▸ **Data extracts**:
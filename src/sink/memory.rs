// Copyright 2024 FastLabs Developers
//
// Licensed under the Apache License, Version 2.0 (the "License");
// you may not use this file except in compliance with the License.
// You may obtain a copy of the License at
//
//     http://www.apache.org/licenses/LICENSE-2.0
//
// Unless required by applicable law or agreed to in writing, software
// distributed under the License is distributed on an "AS IS" BASIS,
// WITHOUT WARRANTIES OR CONDITIONS OF ANY KIND, either express or implied.
// See the License for the specific language governing permissions and
// limitations under the License.


use parking_lot::Mutex;
use parking_lot::MutexGuard;

use crate::Arg;
use crate::Channel;
use crate::Error;
use crate::LogEntry;
use crate::sink::Indent;
use crate::sink::Sink;

/// A sink that keeps every entry in memory, together with the name of its channel.
///
/// Useful to inspect what was logged, for example in tests or in a log viewer.
///
/// # Examples
///
/// ```
/// use std::sync::Arc;
///
/// use logchan::Channel;
/// use logchan::args;
/// use logchan::sink::Memory;
///
/// let memory = Arc::new(Memory::default());
/// let channel = Channel::builder("Default").sink(memory.clone()).build();
/// channel.warn("{0} retries left", args![2]);
///
/// let entries = memory.entries();
/// assert_eq!(entries[0].0, "Default");
/// assert_eq!(entries[0].1.message(), "2 retries left");
/// ```
#[derive(Debug, Default)]
pub struct Memory {
    entries: Mutex<Vec<(String, LogEntry)>>,
    indent: Indent,
}

impl Memory {
    fn entries_mut(&self) -> MutexGuard<'_, Vec<(String, LogEntry)>> {
        self.entries.lock()
    }

    /// A copy of all entries written so far, with the name of their channel.
    pub fn entries(&self) -> Vec<(String, LogEntry)> {
        self.entries_mut().clone()
    }

    /// The messages of all entries written so far.
    pub fn messages(&self) -> Vec<String> {
        self.entries_mut()
            .iter()
            .map(|(_, entry)| entry.message().to_string())
            .collect()
    }

    /// The number of entries written so far.
    pub fn len(&self) -> usize {
        self.entries_mut().len()
    }

    /// Whether no entry was written.
    pub fn is_empty(&self) -> bool {
        self.entries_mut().is_empty()
    }

    /// Remove all entries.
    pub fn clear(&self) {
        self.entries_mut().clear();
    }

    /// The current indentation level.
    pub fn indent(&self) -> usize {
        self.indent.get()
    }
}

impl Sink for Memory {
    fn write(&self, channel: &Channel, entry: &LogEntry, _: Option<&Arg>) -> Result<(), Error> {
        let record = (channel.name().to_string(), entry.clone());
        self.entries_mut().push(record);
        Ok(())
    }

    fn push_indent(&self) {
        self.indent.push();
    }

    fn pop_indent(&self) {
        self.indent.pop();
    }
}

▸ **Activity**: Could each line above be retyped exactly?

▸ **Output for this exercise**:
filename src/sink/memory.rs
// Copyright 2024 FastLabs Developers
//
// Licensed under the Apache License, Version 2.0 (the "License");
// you may not use this file except in compliance with the License.
// You may obtain a copy of the License at
//
//     http://www.apache.org/licenses/LICENSE-2.0
//
// Unless required by applicable law or agreed to in writing, software
// distributed under the License is distributed on an "AS IS" BASIS,
// WITHOUT WARRANTIES OR CONDITIONS OF ANY KIND, either express or implied.
// See the License for the specific language governing permissions and
// limitations under the License.


use parking_lot::Mutex;
use parking_lot::MutexGuard;

use crate::Arg;
use crate::Channel;
use crate::Error;
use crate::LogEntry;
use crate::sink::Indent;
use crate::sink::Sink;

/// A sink that keeps every entry in memory, together with the name of its channel.
///
/// Useful to inspect what was logged, for example in tests or in a log viewer.
///
/// # Examples
///
/// ```
/// use std::sync::Arc;
///
/// use logchan::Channel;
/// use logchan::args;
/// use logchan::sink::Memory;
///
/// let memory = Arc::new(Memory::default());
/// let channel = Channel::builder("Default").sink(memory.clone()).build();
/// channel.warn("{0} retries left", args![2]);
///
/// let entries = memory.entries();
/// assert_eq!(entries[0].0, "Default");
/// assert_eq!(entries[0].1.message(), "2 retries left");
/// ```
#[derive(Debug, Default)]
pub struct Memory {
    entries: Mutex<Vec<(String, LogEntry)>>,
    indent: Indent,
}

impl Memory {
    fn entries_mut(&self) -> MutexGuard<'_, Vec<(String, LogEntry)>> {
        self.entries.lock()
    }

    /// A copy of all entries written so far, with the name of their channel.
    pub fn entries(&self) -> Vec<(String, LogEntry)> {
        self.entries_mut().clone()
    }

    /// The messages of all entries written so far.
    pub fn messages(&self) -> Vec<String> {
        self.entries_mut()
            .iter()
            .map(|(_, entry)| entry.message().to_string())
            .collect()
    }

    /// The number of entries written so far.
    pub fn len(&self) -> usize {
        self.entries_mut().len()
    }

    /// Whether no entry was written.
    pub fn is_empty(&self) -> bool {
        self.entries_mut().is_empty()
    }

    /// Remove all entries.
    pub fn clear(&self) {
        self.entries_mut().clear();
    }

    /// The current indentation level.
    pub fn indent(&self) -> usize {
        self.indent.get()
    }
}

impl Sink for Memory {
    fn write(&self, channel: &Channel, entry: &LogEntry, _: Option<&Arg>) -> Result<(), Error> {
        let record = (channel.name().to_string(), entry.clone());
        self.entries_mut().push(record);
        Ok(())
    }

    fn push_indent(&self) {
        self.indent.push();
    }

    fn pop_indent(&self) {
        self.indent.pop();
    }
}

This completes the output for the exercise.